>>>

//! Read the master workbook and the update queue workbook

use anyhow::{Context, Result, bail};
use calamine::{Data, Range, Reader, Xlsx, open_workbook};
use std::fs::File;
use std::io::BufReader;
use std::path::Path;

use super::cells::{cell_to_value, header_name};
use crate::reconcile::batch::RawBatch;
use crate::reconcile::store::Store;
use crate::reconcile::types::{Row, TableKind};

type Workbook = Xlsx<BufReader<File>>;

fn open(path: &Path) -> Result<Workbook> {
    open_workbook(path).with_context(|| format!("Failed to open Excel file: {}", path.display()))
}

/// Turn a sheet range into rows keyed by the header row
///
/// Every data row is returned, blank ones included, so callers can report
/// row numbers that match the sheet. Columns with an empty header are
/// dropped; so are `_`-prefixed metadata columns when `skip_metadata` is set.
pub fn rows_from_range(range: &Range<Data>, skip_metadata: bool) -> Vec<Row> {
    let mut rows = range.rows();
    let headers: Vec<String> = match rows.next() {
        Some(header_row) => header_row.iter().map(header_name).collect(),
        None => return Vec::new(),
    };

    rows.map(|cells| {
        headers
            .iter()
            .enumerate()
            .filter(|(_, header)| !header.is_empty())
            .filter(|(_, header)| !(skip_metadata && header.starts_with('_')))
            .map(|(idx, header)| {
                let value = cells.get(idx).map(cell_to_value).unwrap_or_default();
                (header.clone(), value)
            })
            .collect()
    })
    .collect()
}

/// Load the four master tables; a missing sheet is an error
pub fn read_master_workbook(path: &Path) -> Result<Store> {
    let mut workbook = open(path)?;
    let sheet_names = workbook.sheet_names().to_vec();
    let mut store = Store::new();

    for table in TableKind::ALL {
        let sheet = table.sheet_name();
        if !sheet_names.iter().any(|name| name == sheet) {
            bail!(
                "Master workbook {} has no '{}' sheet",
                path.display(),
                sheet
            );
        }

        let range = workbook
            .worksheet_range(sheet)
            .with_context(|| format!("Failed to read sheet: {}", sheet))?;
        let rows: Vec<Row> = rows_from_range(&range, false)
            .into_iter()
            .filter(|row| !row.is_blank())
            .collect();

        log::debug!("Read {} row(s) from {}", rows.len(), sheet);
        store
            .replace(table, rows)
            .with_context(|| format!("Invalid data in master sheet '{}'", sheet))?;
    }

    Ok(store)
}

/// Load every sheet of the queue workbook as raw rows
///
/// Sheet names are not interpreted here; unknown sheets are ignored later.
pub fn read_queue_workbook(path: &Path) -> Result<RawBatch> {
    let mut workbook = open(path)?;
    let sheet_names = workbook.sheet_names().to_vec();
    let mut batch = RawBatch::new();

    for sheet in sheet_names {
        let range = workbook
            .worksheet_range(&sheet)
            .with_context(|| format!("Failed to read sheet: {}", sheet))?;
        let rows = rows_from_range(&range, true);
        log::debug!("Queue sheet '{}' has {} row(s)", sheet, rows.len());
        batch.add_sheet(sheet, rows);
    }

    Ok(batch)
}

<<<

> WHAT THE TASK ASKS: Look through the data and show every line containing "BufReader".

> RESPONSE AREA:
use std::io::BufReader;
type Workbook = Xlsx<BufReader<File>>;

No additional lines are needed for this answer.